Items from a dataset
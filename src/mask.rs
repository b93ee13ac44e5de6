//! Bitset-backed admit-sets over a translator's identifier range.
//!
//! A `Mask` answers "is this item admitted?" in O(1) by translating the item
//! and testing one bit, instead of scanning a list of admitted items. Memory
//! is one bit per identifier in `[min, max]`.

use std::fmt;
use std::marker::PhantomData;

use crate::error::ValidationError;
use crate::translator::{Identifier, Translator};

const WORD_BITS: usize = u64::BITS as usize;

/// Admit-set over the identifier range of a [`Translator`].
///
/// The range is captured when the mask is built. Items the translator cannot
/// translate, or that translate outside the captured range, are never admitted.
pub struct Mask<T: ?Sized, Tr> {
    translator: Tr,
    min: Identifier,
    max: Identifier,
    len: usize,
    words: Vec<u64>,
    _item: PhantomData<fn(&T)>,
}

impl<T: ?Sized, Tr: Translator<T>> Mask<T, Tr> {
    /// Creates an empty mask covering `[translator.min_identifier(), translator.max_identifier()]`.
    ///
    /// # Errors
    /// Returns `ValidationError::InvalidIdentifierRange` if the bounds are
    /// inverted, the range is too large to address, or its bits cannot be
    /// allocated.
    pub fn new(translator: Tr) -> Result<Self, ValidationError> {
        let min = translator.min_identifier();
        let max = translator.max_identifier();
        let len = usize::try_from(translator.distinct_translations())
            .ok()
            .filter(|n| *n > 0 && *n < usize::MAX - WORD_BITS)
            .ok_or(ValidationError::InvalidIdentifierRange { min, max })?;

        let word_count = len.div_ceil(WORD_BITS);
        let mut words = Vec::<u64>::new();
        words
            .try_reserve_exact(word_count)
            .map_err(|_| ValidationError::InvalidIdentifierRange { min, max })?;
        words.resize(word_count, 0);

        Ok(Self {
            translator,
            min,
            max,
            len,
            words,
            _item: PhantomData,
        })
    }

    /// Whether `item` is admitted. Never fails; untranslatable items are not admitted.
    #[must_use]
    pub fn accepts(&self, item: &T) -> bool {
        self.translator
            .try_translate(item)
            .is_some_and(|id| self.accepts_identifier(id))
    }

    /// Admits `item`.
    ///
    /// # Errors
    /// See [`Mask::set`].
    pub fn accept(&mut self, item: &T) -> Result<(), ValidationError> {
        self.set(item, true)
    }

    /// Stops admitting `item`.
    ///
    /// # Errors
    /// See [`Mask::set`].
    pub fn deny(&mut self, item: &T) -> Result<(), ValidationError> {
        self.set(item, false)
    }

    /// Admits or denies `item`.
    ///
    /// # Errors
    /// - `Untranslatable` if the translator cannot translate `item`
    /// - `IdentifierOutOfRange` if its identifier falls outside the mask
    pub fn set(&mut self, item: &T, admitted: bool) -> Result<(), ValidationError> {
        let id = self.translator.translate(item)?;
        self.set_identifier(id, admitted)
    }

    /// The translator this mask was built from.
    pub fn translator(&self) -> &Tr {
        &self.translator
    }
}

impl<T: ?Sized, Tr> Mask<T, Tr> {
    /// Whether identifier `id` is admitted. Out-of-range identifiers never are.
    #[must_use]
    pub fn accepts_identifier(&self, id: Identifier) -> bool {
        self.index_of(id)
            .is_some_and(|i| self.words[i / WORD_BITS] & bit(i) != 0)
    }

    /// Admits or denies identifier `id` directly.
    ///
    /// # Errors
    /// Returns `IdentifierOutOfRange` if `id` is outside `[min, max]`.
    pub fn set_identifier(
        &mut self,
        id: Identifier,
        admitted: bool,
    ) -> Result<(), ValidationError> {
        let i = self.index_of(id).ok_or(ValidationError::IdentifierOutOfRange {
            identifier: id,
            min: self.min,
            max: self.max,
        })?;

        let word = &mut self.words[i / WORD_BITS];
        if admitted {
            *word |= bit(i);
        } else {
            *word &= !bit(i);
        }
        Ok(())
    }

    /// Admits every identifier in the range.
    pub fn accept_all(&mut self) {
        self.words.fill(u64::MAX);
        let tail = self.len % WORD_BITS;
        if tail != 0 {
            if let Some(last) = self.words.last_mut() {
                *last = (1u64 << tail) - 1;
            }
        }
    }

    /// Denies every identifier.
    pub fn clear(&mut self) {
        self.words.fill(0);
    }

    /// Number of admitted identifiers.
    #[must_use]
    pub fn count(&self) -> usize {
        self.words.iter().map(|w| w.count_ones() as usize).sum()
    }

    /// True if nothing is admitted.
    #[must_use]
    pub fn is_empty(&self) -> bool {
        self.words.iter().all(|w| *w == 0)
    }

    /// Size of the identifier range (`max - min + 1`).
    #[must_use]
    pub const fn len(&self) -> usize {
        self.len
    }

    /// Smallest identifier covered (inclusive).
    #[must_use]
    pub const fn min_identifier(&self) -> Identifier {
        self.min
    }

    /// Largest identifier covered (inclusive).
    #[must_use]
    pub const fn max_identifier(&self) -> Identifier {
        self.max
    }

    /// Admitted identifiers in ascending order.
    pub fn accepted_identifiers(&self) -> impl Iterator<Item = Identifier> + '_ {
        let min = self.min;
        self.words.iter().enumerate().flat_map(move |(w, &word)| {
            let mut rest = word;
            std::iter::from_fn(move || {
                if rest == 0 {
                    return None;
                }
                let offset = rest.trailing_zeros() as usize;
                rest &= rest - 1;
                let index = w * WORD_BITS + offset;
                // Indices are bounded by `len`, which fits the i64 span.
                Some(min + index as Identifier)
            })
        })
    }

    fn index_of(&self, id: Identifier) -> Option<usize> {
        if id >= self.min && id <= self.max {
            usize::try_from(i128::from(id) - i128::from(self.min)).ok()
        } else {
            None
        }
    }
}

const fn bit(index: usize) -> u64 {
    1u64 << (index % WORD_BITS)
}

impl<T: ?Sized, Tr: Clone> Clone for Mask<T, Tr> {
    fn clone(&self) -> Self {
        Self {
            translator: self.translator.clone(),
            min: self.min,
            max: self.max,
            len: self.len,
            words: self.words.clone(),
            _item: PhantomData,
        }
    }
}

impl<T: ?Sized, Tr: fmt::Debug> fmt::Debug for Mask<T, Tr> {
    fn fmt(&self, f: &mut fmt::Formatter<'_>) -> fmt::Result {
        f.debug_struct("Mask")
            .field("translator", &self.translator)
            .field("min", &self.min)
            .field("max", &self.max)
            .field("count", &self.count())
            .finish()
    }
}
//! # cuefire - Event subsumption and matching for cue playback
//!
//! cuefire decides which configured commands fire while a scripted run is
//! replayed. A host feeds occurring events to the engine; each event-driven
//! command asks its matcher whether the event satisfies it and, if so, the
//! bound action is executed.
//!
//! ## Core Concepts
//!
//! - **Translator**: Deterministic mapping from a domain item to a dense integer identifier
//! - **Mask**: Bitset admit-set over a translator's identifier range (O(1) membership)
//! - **EventMatcher**: "Would the occurrence of this event also satisfy me?"
//! - **AnyOf**: Union of child matchers
//! - **Command**: One matcher bound to one action
//! - **Settings**: Commands ordered into pre-run, event-driven and post-run phases
//!
//! ## Usage
//!
//! ```rust
//! use cuefire::{AnyOf, Command, EventIs, FnAction, MatcherRef, Replay, ReplayConfig, Settings};
//!
//! #[derive(Debug, PartialEq)]
//! enum Event { JobStarted(u32), JobFinished(u32) }
//!
//! let either = AnyOf::new([
//!     MatcherRef::new(EventIs::new(Event::JobStarted(1))),
//!     MatcherRef::new(EventIs::new(Event::JobFinished(1))),
//! ]);
//!
//! let mut settings = Settings::new();
//! settings.push_event_driven(Command::new(
//!     MatcherRef::new(either),
//!     FnAction::shared("blink", || println!("job 1 changed")),
//! ));
//!
//! let report = Replay::run(
//!     &settings,
//!     ReplayConfig::default(),
//!     [Event::JobStarted(1), Event::JobStarted(2), Event::JobFinished(1)],
//! )?;
//! assert_eq!(report.fired, 2);
//! # Ok::<(), cuefire::CueError>(())
//! ```

#![warn(missing_docs)]
#![warn(clippy::all)]
#![warn(clippy::pedantic)]
#![allow(clippy::module_name_repetitions)]

pub mod command;
pub mod error;
pub mod mask;
pub mod matcher;
pub mod registry;
pub mod replay;
pub mod settings;
pub mod translator;

// Re-export primary types at crate root for convenience
pub use command::{Action, ActionRef, Command, CommandBuilder, CommandId, FnAction};
pub use error::{ConfigurationError, CueError, CueResult, ReplayError, ValidationError};
pub use mask::Mask;
pub use matcher::{Always, AnyOf, Classification, EventIs, EventMatcher, MaskMatcher, MatcherRef};
pub use registry::{MatcherId, MatcherRegistry};
pub use replay::{Firing, Replay, ReplayConfig, ReplayReport, ReplayState};
pub use settings::{Phase, Settings};
pub use translator::{Identifier, IndexedTranslator, KeyTranslator, RangeTranslator, Translator};
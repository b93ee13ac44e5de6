use std::collections::HashSet;
use std::sync::atomic::{AtomicUsize, Ordering};
use std::sync::{Arc, Mutex};

use cuefire::{
    ActionRef, Always, AnyOf, Classification, Command, ConfigurationError, CueError, EventIs,
    EventMatcher, FnAction, IndexedTranslator, KeyTranslator, Mask, MaskMatcher, MatcherRef,
    Phase, RangeTranslator, Replay, ReplayConfig, ReplayState, Settings, Translator,
};

#[derive(Debug, Clone, Copy, PartialEq, Eq, Hash)]
enum Letter {
    A,
    B,
    C,
}

#[derive(Debug, Clone, PartialEq)]
enum JobEvent {
    Started { job: i64 },
    Finished { job: i64 },
    LightsReady,
}

fn counter() -> (Arc<AtomicUsize>, ActionRef) {
    let hits = Arc::new(AtomicUsize::new(0));
    let c = Arc::clone(&hits);
    let action = FnAction::shared("count", move || {
        c.fetch_add(1, Ordering::SeqCst);
    });
    (hits, action)
}

#[test]
fn letters_scenario_end_to_end() {
    let translator = IndexedTranslator::new([Letter::A, Letter::B, Letter::C]).unwrap();
    assert_eq!(translator.translate(&Letter::A), Ok(0));
    assert_eq!(translator.translate(&Letter::B), Ok(1));
    assert_eq!(translator.translate(&Letter::C), Ok(2));

    let mut mask = Mask::new(translator.clone()).unwrap();
    mask.accept(&Letter::A).unwrap();
    assert!(mask.accepts(&Letter::A));
    assert!(!mask.accepts(&Letter::B));
    assert!(!mask.accepts(&Letter::C));

    let mut only_b = Mask::new(translator).unwrap();
    only_b.accept(&Letter::B).unwrap();

    let matches_a = MatcherRef::new(MaskMatcher::new(mask));
    let matches_b = MatcherRef::new(MaskMatcher::new(only_b));
    let or = AnyOf::new([matches_a.clone(), matches_b.clone()]);

    assert!(or.is_fired_by(&Letter::A));
    assert!(or.is_fired_by(&Letter::B));
    assert!(!or.is_fired_by(&Letter::C));

    let refs: HashSet<_> = or.references().into_iter().collect();
    assert_eq!(refs, HashSet::from([matches_a, matches_b]));
}

#[test]
fn job_masks_drive_a_full_replay() {
    let job_of = |e: &JobEvent| match e {
        JobEvent::Started { job } => Some(*job),
        _ => None,
    };
    let jobs = KeyTranslator::new(RangeTranslator::with_count(64).unwrap(), job_of);
    let mut watched: Mask<JobEvent, _> = Mask::new(jobs).unwrap();
    watched.set_identifier(3, true).unwrap();
    watched.set_identifier(42, true).unwrap();
    let watched_starts = MatcherRef::new(
        MaskMatcher::new(watched).with_classification(Classification::Scripted),
    );
    assert!(watched_starts.is_scripted());

    let ready = MatcherRef::new(
        EventIs::new(JobEvent::LightsReady).with_classification(Classification::Static),
    );
    let finished_3 = MatcherRef::new(EventIs::new(JobEvent::Finished { job: 3 }));

    let (pre_hits, pre_action) = counter();
    let (start_hits, start_action) = counter();
    let (any_hits, any_action) = counter();
    let (post_hits, post_action) = counter();

    let mut settings = Settings::new();
    settings.push_pre(Command::new(MatcherRef::new(Always::new()), pre_action));
    settings.push_event_driven(Command::new(watched_starts.clone(), start_action));
    settings.push_event_driven(Command::new(
        MatcherRef::new(AnyOf::new([watched_starts, ready, finished_3])),
        any_action,
    ));
    settings.push_post(Command::new(MatcherRef::new(Always::new()), post_action));

    let events = vec![
        JobEvent::LightsReady,
        JobEvent::Started { job: 3 },
        JobEvent::Started { job: 4 },
        JobEvent::Finished { job: 3 },
        JobEvent::Started { job: 42 },
        JobEvent::Started { job: 99 },
    ];
    let report = Replay::run(&settings, ReplayConfig::default(), &events).unwrap();

    assert_eq!(pre_hits.load(Ordering::SeqCst), 1);
    assert_eq!(start_hits.load(Ordering::SeqCst), 2);
    assert_eq!(any_hits.load(Ordering::SeqCst), 4);
    assert_eq!(post_hits.load(Ordering::SeqCst), 1);
    assert_eq!(report.state, ReplayState::Finished);
    assert_eq!(report.events_fed, 6);
    assert_eq!(report.fired, 8);
    assert_eq!(report.firings.first().map(|f| f.phase), Some(Phase::Pre));
    assert_eq!(report.firings.last().map(|f| f.phase), Some(Phase::Post));
}

#[test]
fn commands_fire_in_insertion_order_per_event() {
    let log = Arc::new(Mutex::new(Vec::new()));
    let mut settings = Settings::new();

    for name in ["first", "second", "third"] {
        let log = Arc::clone(&log);
        settings.push_event_driven(Command::new(
            MatcherRef::new(EventIs::new(Letter::B)),
            FnAction::shared(name, move || log.lock().unwrap().push(name)),
        ));
    }

    let mut replay = Replay::new(&settings, ReplayConfig::default());
    replay.start().unwrap();
    assert_eq!(replay.feed(&Letter::A).unwrap(), 0);
    assert_eq!(replay.feed(&Letter::B).unwrap(), 3);
    replay.finish().unwrap();

    assert_eq!(*log.lock().unwrap(), vec!["first", "second", "third"]);
}

#[derive(Debug)]
struct ClaimsA;

impl EventMatcher<Letter> for ClaimsA {
    fn is_fired_by(&self, _event: &Letter) -> bool {
        false
    }

    fn references(&self) -> Vec<MatcherRef<Letter>> {
        vec![MatcherRef::new(EventIs::new(Letter::A))]
    }
}

#[test]
fn start_refuses_an_invalid_graph() {
    let (hits, action) = counter();
    let mut settings = Settings::new();
    settings.push_pre(Command::new(MatcherRef::new(Always::new()), action));
    // `references()` hands out fresh instances, so they can never be registered.
    settings.push_event_driven(Command::new(
        MatcherRef::new(ClaimsA),
        FnAction::shared("noop", || {}),
    ));

    let mut replay = Replay::new(&settings, ReplayConfig::default());
    let err = replay.start().unwrap_err();
    assert!(matches!(
        err,
        CueError::Configuration(ConfigurationError::UnregisteredReference { .. })
    ));
    assert_eq!(replay.state(), ReplayState::Idle);
    assert_eq!(hits.load(Ordering::SeqCst), 0);

    let lenient = ReplayConfig {
        validate_on_start: false,
        ..ReplayConfig::default()
    };
    let report = Replay::run(&settings, lenient, [Letter::A]).unwrap();
    assert_eq!(report.fired, 1);
}
//! Translators map domain items onto a dense integer identifier range.
//!
//! A `Translator` is the leaf of the matching engine: masks are sized from
//! its bounds and indexed by its output. Implementations must be
//! deterministic. Two logically equal items translate to the same identifier
//! on every call, and `[min_identifier, max_identifier]` never changes after
//! a mask has been built from the translator.

use std::collections::HashMap;
use std::fmt;
use std::hash::Hash;
use std::marker::PhantomData;
use std::sync::Arc;

use crate::error::ValidationError;

/// Dense integer identifier produced by a [`Translator`].
pub type Identifier = i64;

/// Deterministic mapping from an item to a dense identifier.
pub trait Translator<T: ?Sized> {
    /// Translates `item`, or returns `None` when it cannot be translated.
    ///
    /// A returned identifier should lie in `[min_identifier, max_identifier]`.
    /// Masks re-check the bounds and treat anything outside as untranslatable.
    fn try_translate(&self, item: &T) -> Option<Identifier>;

    /// Smallest identifier this translator produces (inclusive).
    fn min_identifier(&self) -> Identifier;

    /// Largest identifier this translator produces (inclusive).
    fn max_identifier(&self) -> Identifier;

    /// Whether `item` can be translated.
    fn can_translate(&self, item: &T) -> bool {
        self.try_translate(item).is_some()
    }

    /// Translates `item`.
    ///
    /// # Errors
    /// Returns `ValidationError::Untranslatable` when `can_translate(item)` is false.
    fn translate(&self, item: &T) -> Result<Identifier, ValidationError> {
        self.try_translate(item)
            .ok_or(ValidationError::Untranslatable {
                item_type: std::any::type_name::<T>(),
            })
    }

    /// Number of distinct identifiers in the range, or 0 if the bounds are inverted.
    fn distinct_translations(&self) -> u64 {
        let (min, max) = (self.min_identifier(), self.max_identifier());
        if min > max {
            return 0;
        }
        // i128 keeps the full i64 span representable.
        let span = i128::from(max) - i128::from(min) + 1;
        u64::try_from(span).unwrap_or(u64::MAX)
    }
}

impl<T: ?Sized, Tr: Translator<T> + ?Sized> Translator<T> for &Tr {
    fn try_translate(&self, item: &T) -> Option<Identifier> {
        (**self).try_translate(item)
    }

    fn min_identifier(&self) -> Identifier {
        (**self).min_identifier()
    }

    fn max_identifier(&self) -> Identifier {
        (**self).max_identifier()
    }
}

impl<T: ?Sized, Tr: Translator<T> + ?Sized> Translator<T> for Arc<Tr> {
    fn try_translate(&self, item: &T) -> Option<Identifier> {
        (**self).try_translate(item)
    }

    fn min_identifier(&self) -> Identifier {
        (**self).min_identifier()
    }

    fn max_identifier(&self) -> Identifier {
        (**self).max_identifier()
    }
}

/// Integer items in `[min, max]` translate to themselves.
#[derive(Debug, Clone, Copy, PartialEq, Eq)]
pub struct RangeTranslator {
    min: Identifier,
    max: Identifier,
}

impl RangeTranslator {
    /// Creates a translator over the inclusive range `[min, max]`.
    ///
    /// # Errors
    /// Returns `ValidationError::InvalidIdentifierRange` if `min > max`.
    pub fn new(min: Identifier, max: Identifier) -> Result<Self, ValidationError> {
        if min > max {
            return Err(ValidationError::InvalidIdentifierRange { min, max });
        }
        Ok(Self { min, max })
    }

    /// Translator over `[0, count - 1]`.
    ///
    /// # Errors
    /// Returns `ValidationError::EmptyDomain` if `count` is zero.
    pub fn with_count(count: u32) -> Result<Self, ValidationError> {
        if count == 0 {
            return Err(ValidationError::EmptyDomain);
        }
        Self::new(0, Identifier::from(count) - 1)
    }
}

impl Translator<Identifier> for RangeTranslator {
    fn try_translate(&self, item: &Identifier) -> Option<Identifier> {
        (self.min <= *item && *item <= self.max).then_some(*item)
    }

    fn min_identifier(&self) -> Identifier {
        self.min
    }

    fn max_identifier(&self) -> Identifier {
        self.max
    }
}

/// Assigns identifiers `0..n` to an ordered list of distinct domain values.
#[derive(Debug, Clone)]
pub struct IndexedTranslator<T> {
    values: Vec<T>,
    index: HashMap<T, Identifier>,
}

impl<T: Eq + Hash + Clone> IndexedTranslator<T> {
    /// Builds a translator where the `i`-th value maps to identifier `i`.
    ///
    /// # Errors
    /// - `EmptyDomain` if no values are given
    /// - `DuplicateDomainValue` if a value appears twice
    pub fn new(values: impl IntoIterator<Item = T>) -> Result<Self, ValidationError> {
        let values: Vec<T> = values.into_iter().collect();
        if values.is_empty() {
            return Err(ValidationError::EmptyDomain);
        }

        let mut index = HashMap::with_capacity(values.len());
        for (i, value) in values.iter().enumerate() {
            let id = Identifier::try_from(i).map_err(|_| ValidationError::InvalidIdentifierRange {
                min: 0,
                max: Identifier::MAX,
            })?;
            if index.insert(value.clone(), id).is_some() {
                return Err(ValidationError::DuplicateDomainValue { index: i });
            }
        }

        Ok(Self { values, index })
    }

    /// The value assigned to `id`, if any.
    #[must_use]
    pub fn value_of(&self, id: Identifier) -> Option<&T> {
        usize::try_from(id).ok().and_then(|i| self.values.get(i))
    }

    /// Domain values in identifier order.
    #[must_use]
    pub fn values(&self) -> &[T] {
        &self.values
    }
}

impl<T: Eq + Hash> Translator<T> for IndexedTranslator<T> {
    fn try_translate(&self, item: &T) -> Option<Identifier> {
        self.index.get(item).copied()
    }

    fn min_identifier(&self) -> Identifier {
        0
    }

    fn max_identifier(&self) -> Identifier {
        // Construction guarantees a non-empty list that fits in an Identifier.
        Identifier::try_from(self.values.len()).map_or(Identifier::MAX, |n| n - 1)
    }
}

/// Projects an item onto a key, then translates the key.
///
/// This is how a mask over job ids is applied to whole events: the
/// projection returns `None` for events that carry no job.
pub struct KeyTranslator<K, Tr, F> {
    inner: Tr,
    key: F,
    _key: PhantomData<fn() -> K>,
}

impl<K, Tr, F> KeyTranslator<K, Tr, F> {
    /// Wraps `inner` with the projection `key`.
    pub fn new(inner: Tr, key: F) -> Self {
        Self {
            inner,
            key,
            _key: PhantomData,
        }
    }

    /// The translator applied to projected keys.
    pub fn inner(&self) -> &Tr {
        &self.inner
    }
}

impl<K, Tr: fmt::Debug, F> fmt::Debug for KeyTranslator<K, Tr, F> {
    fn fmt(&self, f: &mut fmt::Formatter<'_>) -> fmt::Result {
        f.debug_struct("KeyTranslator")
            .field("inner", &self.inner)
            .field("key", &std::any::type_name::<K>())
            .finish_non_exhaustive()
    }
}

impl<T, K, Tr, F> Translator<T> for KeyTranslator<K, Tr, F>
where
    T: ?Sized,
    Tr: Translator<K>,
    F: Fn(&T) -> Option<K>,
{
    fn try_translate(&self, item: &T) -> Option<Identifier> {
        (self.key)(item).and_then(|k| self.inner.try_translate(&k))
    }

    fn min_identifier(&self) -> Identifier {
        self.inner.min_identifier()
    }

    fn max_identifier(&self) -> Identifier {
        self.inner.max_identifier()
    }
}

Exercise aim
Reproduce exactly the lines above from the line with "let mut rest = word;" to the line with "item to a dense integer identifier", including both, and add nothing.

Answer space
            let mut rest = word;
            std::iter::from_fn(move || {
                if rest == 0 {
                    return None;
                }
                let offset = rest.trailing_zeros() as usize;
                rest &= rest - 1;
                let index = w * WORD_BITS + offset;
                // Indices are bounded by `len`, which fits the i64 span.
                Some(min + index as Identifier)
            })
        })
    }

    fn index_of(&self, id: Identifier) -> Option<usize> {
        if id >= self.min && id <= self.max {
            usize::try_from(i128::from(id) - i128::from(self.min)).ok()
        } else {
            None
        }
    }
}

const fn bit(index: usize) -> u64 {
    1u64 << (index % WORD_BITS)
}

impl<T: ?Sized, Tr: Clone> Clone for Mask<T, Tr> {
    fn clone(&self) -> Self {
        Self {
            translator: self.translator.clone(),
            min: self.min,
            max: self.max,
            len: self.len,
            words: self.words.clone(),
            _item: PhantomData,
        }
    }
}

impl<T: ?Sized, Tr: fmt::Debug> fmt::Debug for Mask<T, Tr> {
    fn fmt(&self, f: &mut fmt::Formatter<'_>) -> fmt::Result {
        f.debug_struct("Mask")
            .field("translator", &self.translator)
            .field("min", &self.min)
            .field("max", &self.max)
            .field("count", &self.count())
            .finish()
    }
}
//! # cuefire - Event subsumption and matching for cue playback
//!
//! cuefire decides which configured commands fire while a scripted run is
//! replayed. A host feeds occurring events to the engine; each event-driven
//! command asks its matcher whether the event satisfies it and, if so, the
//! bound action is executed.
//!
//! ## Core Concepts
//!
//! - **Translator**: Deterministic mapping from a domain item to a dense integer identifier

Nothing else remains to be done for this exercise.